Pourquoi avoir choisi le Nunavut? M. Ouellette y répond rapidement : pour l’amour, l’aventure et l’argent, dans cet ordre de priorités décroissantes. « J’avais le goût de revivre une aventure comme lorsque je suis parti enseigner deux fois en Corée du Sud et surtout, découvrir cette partie exotique du Canada ; je voulais aussi payer mes prêts étudiants le plus rapidement possible », ajoute-t-il.

Le Néo-Brunswickois d’origine n’a pas hésité à s’impliquer auprès de la collectivité francophone depuis son arrivée dans l’Arctique. En effet, il a donné de son temps au sein des conseils d’administration de l’Association des francophones du Nunavut, du Centre de la petite-enfance Les Petits Nanooks, du théâtre Uiviit, du comité radio de CFRT et de la Iqaluit Humane Society.

Par ailleurs, il peut se vanter d’avoir eu deux expositions au musée Nunatta Sunakkutaangit : « Certains titres de mes dessins étaient consciemment choisis en français, et j’ai demandé spécifiquement que la description de l’exposition soit dans les trois langues, parce que je voulais vraiment qu’on voit cela comme une contribution franco-nunavutoise », explique-t-il.
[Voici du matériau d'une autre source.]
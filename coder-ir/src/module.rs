//! Scanned modules and their directives.

use std::{
    collections::BTreeMap,
    path::{Path, PathBuf},
};

use crate::StructDecl;

/// Directive annotations attached to a module.
///
/// Keys are unique. Iteration is sorted by name so anything rendered from
/// directives is deterministic.
#[derive(Debug, Clone, Default, PartialEq, Eq)]
pub struct Directives {
    entries: BTreeMap<String, String>,
}

impl Directives {
    pub fn new() -> Self {
        Self::default()
    }

    /// Value of a directive, `None` if the module does not carry it.
    ///
    /// A directive declared without a value yields `Some("")`.
    pub fn get(&self, name: &str) -> Option<&str> {
        self.entries.get(name).map(String::as_str)
    }

    pub fn contains(&self, name: &str) -> bool {
        self.entries.contains_key(name)
    }

    pub fn iter(&self) -> impl Iterator<Item = (&str, &str)> {
        self.entries.iter().map(|(k, v)| (k.as_str(), v.as_str()))
    }

    pub fn len(&self) -> usize {
        self.entries.len()
    }

    pub fn is_empty(&self) -> bool {
        self.entries.is_empty()
    }
}

/// One scanned source file and the structs declared in it.
///
/// Built with [`ModuleBuilder`] during scanning and never mutated afterwards.
#[derive(Debug, Clone, PartialEq, Eq)]
pub struct Module {
    name: String,
    source: PathBuf,
    directives: Directives,
    is_test: bool,
    structs: Vec<StructDecl>,
}

impl Module {
    /// Start building a module.
    pub fn builder(name: impl Into<String>, source: impl Into<PathBuf>) -> ModuleBuilder {
        ModuleBuilder {
            module: Module {
                name: name.into(),
                source: source.into(),
                directives: Directives::default(),
                is_test: false,
                structs: Vec::new(),
            },
        }
    }

    /// Module path relative to the scan root, e.g. `shapes::geometry`.
    pub fn name(&self) -> &str {
        &self.name
    }

    /// Path segments of [`Module::name`].
    pub fn segments(&self) -> impl Iterator<Item = &str> {
        self.name.split("::")
    }

    /// Last segment of the module name.
    pub fn short_name(&self) -> &str {
        self.name.rsplit("::").next().unwrap_or(&self.name)
    }

    /// Source file the module was scanned from.
    pub fn source(&self) -> &Path {
        &self.source
    }

    pub fn directives(&self) -> &Directives {
        &self.directives
    }

    /// Shorthand for `self.directives().get(name)`.
    pub fn directive(&self, name: &str) -> Option<&str> {
        self.directives.get(name)
    }

    /// Whether the module only exists for tests.
    pub fn is_test(&self) -> bool {
        self.is_test
    }

    pub fn structs(&self) -> &[StructDecl] {
        &self.structs
    }

    /// Find a declared struct by name.
    pub fn find_struct(&self, name: &str) -> Option<&StructDecl> {
        self.structs.iter().find(|s| s.name == name)
    }
}

/// Builder for [`Module`], consumed by [`ModuleBuilder::finish`].
#[derive(Debug)]
pub struct ModuleBuilder {
    module: Module,
}

impl ModuleBuilder {
    /// Set a directive. A later value for the same name replaces the earlier one.
    pub fn directive(mut self, name: impl Into<String>, value: impl Into<String>) -> Self {
        self.module
            .directives
            .entries
            .insert(name.into(), value.into());
        self
    }

    pub fn test_only(mut self, is_test: bool) -> Self {
        self.module.is_test = is_test;
        self
    }

    pub fn add_struct(mut self, decl: StructDecl) -> Self {
        self.module.structs.push(decl);
        self
    }

    pub fn structs(mut self, decls: impl IntoIterator<Item = StructDecl>) -> Self {
        self.module.structs.extend(decls);
        self
    }

    /// Number of structs added so far.
    pub fn struct_count(&self) -> usize {
        self.module.structs.len()
    }

    /// Finalize the module.
    pub fn finish(self) -> Module {
        self.module
    }
}
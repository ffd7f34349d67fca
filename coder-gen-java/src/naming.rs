//! Java-specific naming conventions.

use codergen_core::{is_identifier, to_camel_case};

/// Words that cannot be used as Java identifiers.
pub const JAVA_KEYWORDS: &[&str] = &[
    "abstract",
    "assert",
    "boolean",
    "break",
    "byte",
    "case",
    "catch",
    "char",
    "class",
    "const",
    "continue",
    "default",
    "do",
    "double",
    "else",
    "enum",
    "extends",
    "false",
    "final",
    "finally",
    "float",
    "for",
    "goto",
    "if",
    "implements",
    "import",
    "instanceof",
    "int",
    "interface",
    "long",
    "native",
    "new",
    "null",
    "package",
    "private",
    "protected",
    "public",
    "return",
    "short",
    "static",
    "strictfp",
    "super",
    "switch",
    "synchronized",
    "this",
    "throw",
    "throws",
    "transient",
    "true",
    "try",
    "void",
    "volatile",
    "while",
];

fn is_keyword(name: &str) -> bool {
    JAVA_KEYWORDS.contains(&name)
}

/// Java field name for a Rust field: camelCase, keywords suffixed with `_`.
pub fn field_name(name: &str) -> String {
    let name = to_camel_case(name.strip_prefix("r#").unwrap_or(name));
    if is_keyword(&name) {
        format!("{}_", name)
    } else {
        name
    }
}

/// Whether `name` is a dotted Java package name (`com.example.shapes`).
pub fn is_package_name(name: &str) -> bool {
    !name.is_empty()
        && name
            .split('.')
            .all(|segment| is_identifier(segment) && !is_keyword(segment))
}
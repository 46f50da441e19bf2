// src/engine/estimator.rs
// ============================================================================
// Two-venue spread PnL estimator.
//
// Buy on the cheaper venue, sell on the dearer one. Slippage and taker fee both
// move each leg's execution price against us:
//   eff_buy  = buy  * (1 + slip) * (1 + fee_buy)
//   eff_sell = sell * (1 - slip) * (1 - fee_sell)
//   pnl      = trade_size / eff_buy * eff_sell - trade_size - gas
//
// Pure and synchronous. Either every metric is produced or InvalidInput is
// returned; never a partial result.
// ============================================================================

use thiserror::Error;

use crate::models::{EstimateParams, InputField, PnlMetrics, RawEstimateParams, Venue};

const BPS_PER_UNIT: f64 = 10_000.0;
const PCT_PER_UNIT: f64 = 100.0;

#[derive(Debug, Clone, Copy, PartialEq, Eq)]
pub enum InvalidReason {
    Unparseable,
    NonFinite,
    NotPositive,
    /// Effective buy or sell price collapsed to zero or below.
    Degenerate,
    /// Finite inputs whose products overflow `f64`.
    OutOfRange,
}

impl std::fmt::Display for InvalidReason {
    fn fmt(&self, f: &mut std::fmt::Formatter<'_>) -> std::fmt::Result {
        let text = match self {
            InvalidReason::Unparseable => "not a number",
            InvalidReason::NonFinite => "not a finite number",
            InvalidReason::NotPositive => "must be greater than zero",
            InvalidReason::Degenerate => "leaves a non-positive effective price",
            InvalidReason::OutOfRange => "is too large to estimate",
        };
        f.write_str(text)
    }
}

#[derive(Debug, Clone, PartialEq, Eq, Error)]
pub enum EstimateError {
    #[error("invalid input for {field}: {reason}")]
    InvalidInput {
        field: InputField,
        reason: InvalidReason,
    },
}

impl EstimateError {
    fn invalid(field: InputField, reason: InvalidReason) -> Self {
        EstimateError::InvalidInput { field, reason }
    }

    pub fn field(&self) -> InputField {
        match self {
            EstimateError::InvalidInput { field, .. } => *field,
        }
    }
}

fn parse_field(raw: &RawEstimateParams, field: InputField) -> Result<f64, EstimateError> {
    let value: f64 = raw
        .get(field)
        .trim()
        .parse()
        .map_err(|_| EstimateError::invalid(field, InvalidReason::Unparseable))?;
    if !value.is_finite() {
        return Err(EstimateError::invalid(field, InvalidReason::NonFinite));
    }
    Ok(value)
}

/// Parse form text into numeric inputs. Fails on the first field (in
/// declaration order) that is not a finite number.
pub fn parse_params(raw: &RawEstimateParams) -> Result<EstimateParams, EstimateError> {
    Ok(EstimateParams {
        price_a: parse_field(raw, InputField::PriceA)?,
        price_b: parse_field(raw, InputField::PriceB)?,
        trade_size: parse_field(raw, InputField::TradeSize)?,
        fee_bps_a: parse_field(raw, InputField::FeeBpsA)?,
        fee_bps_b: parse_field(raw, InputField::FeeBpsB)?,
        slippage_pct: parse_field(raw, InputField::SlippagePct)?,
        gas_cost: parse_field(raw, InputField::GasCost)?,
    })
}

fn validate(params: &EstimateParams) -> Result<(), EstimateError> {
    for field in InputField::ALL {
        if !params.get(field).is_finite() {
            return Err(EstimateError::invalid(field, InvalidReason::NonFinite));
        }
    }
    // Prices and size are divisors below.
    for field in [InputField::PriceA, InputField::PriceB, InputField::TradeSize] {
        if params.get(field) <= 0.0 {
            return Err(EstimateError::invalid(field, InvalidReason::NotPositive));
        }
    }
    Ok(())
}

/// Estimate net PnL and the derived spread metrics for one trade.
pub fn estimate(params: &EstimateParams) -> Result<PnlMetrics, EstimateError> {
    validate(params)?;

    let slip = params.slippage_pct / PCT_PER_UNIT;

    // Ties buy on A.
    let buy_venue = if params.price_a <= params.price_b { Venue::A } else { Venue::B };
    let sell_venue = buy_venue.other();
    let buy_price = params.price(buy_venue);
    let sell_price = params.price(sell_venue);
    let buy_fee = params.fee_bps(buy_venue) / BPS_PER_UNIT;
    let sell_fee = params.fee_bps(sell_venue) / BPS_PER_UNIT;

    let eff_buy = buy_price * (1.0 + slip) * (1.0 + buy_fee);
    let eff_sell = sell_price * (1.0 - slip) * (1.0 - sell_fee);
    if !(eff_buy.is_finite() && eff_buy > 0.0) {
        let culprit = if 1.0 + slip <= 0.0 {
            InputField::SlippagePct
        } else {
            match buy_venue {
                Venue::A => InputField::FeeBpsA,
                Venue::B => InputField::FeeBpsB,
            }
        };
        return Err(EstimateError::invalid(culprit, InvalidReason::Degenerate));
    }
    // A non-positive sell price would make extra costs raise pnl.
    if 1.0 - slip <= 0.0 {
        return Err(EstimateError::invalid(InputField::SlippagePct, InvalidReason::Degenerate));
    }
    if 1.0 - sell_fee <= 0.0 {
        let culprit = match sell_venue {
            Venue::A => InputField::FeeBpsA,
            Venue::B => InputField::FeeBpsB,
        };
        return Err(EstimateError::invalid(culprit, InvalidReason::Degenerate));
    }

    let size = params.trade_size;
    let units_bought = size / eff_buy;
    let gross_proceeds = units_bought * eff_sell;
    let pnl = gross_proceeds - size - params.gas_cost;

    let spread_pct = (sell_price - buy_price) / buy_price * PCT_PER_UNIT;
    let net_spread_pct = (eff_sell - eff_buy) / eff_buy * PCT_PER_UNIT;
    let roi_pct = pnl / size * PCT_PER_UNIT;

    // Linear approximation: both fee legs, one slippage move per leg, gas as a
    // fraction of size. Cross terms are ignored.
    let breakeven_pct = (buy_fee + sell_fee + 2.0 * slip + params.gas_cost / size) * PCT_PER_UNIT;

    let metrics = PnlMetrics {
        buy_venue,
        sell_venue,
        eff_buy,
        eff_sell,
        units_bought,
        pnl,
        spread_pct,
        net_spread_pct,
        roi_pct,
        breakeven_pct,
    };
    if !metrics_finite(&metrics) {
        return Err(EstimateError::invalid(largest_input(params), InvalidReason::OutOfRange));
    }
    Ok(metrics)
}

fn metrics_finite(m: &PnlMetrics) -> bool {
    [
        m.eff_buy,
        m.eff_sell,
        m.units_bought,
        m.pnl,
        m.spread_pct,
        m.net_spread_pct,
        m.roi_pct,
        m.breakeven_pct,
    ]
    .iter()
    .all(|v| v.is_finite())
}

/// Field with the largest magnitude; blamed when the arithmetic overflows.
fn largest_input(params: &EstimateParams) -> InputField {
    InputField::ALL
        .into_iter()
        .max_by(|a, b| params.get(*a).abs().total_cmp(&params.get(*b).abs()))
        .unwrap_or(InputField::TradeSize)
}

/// Parse then estimate.
pub fn estimate_raw(raw: &RawEstimateParams) -> Result<PnlMetrics, EstimateError> {
    estimate(&parse_params(raw)?)
}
L’artiste s’ennuie plus de sa famille, surtout pour son fils, que du sud comme tel. Il lui manque bien sûr les musées, les spectacles et les restaurants. Il avoue s’ennuyer davantage de la plage, de voyager entre les collectivités, de la forêt et surtout, de l’automne. M. Ouellette est lucide quant à son attachement à la capitale du Nunavut : « Je sais que si j’étais dans le Sud, je m’ennuierais de la petitesse d’Iqaluit, de son rythme calme, de mes amitiés, de la neige endurcie de l’hiver, des aurores boréales, et surtout, de la toundra. »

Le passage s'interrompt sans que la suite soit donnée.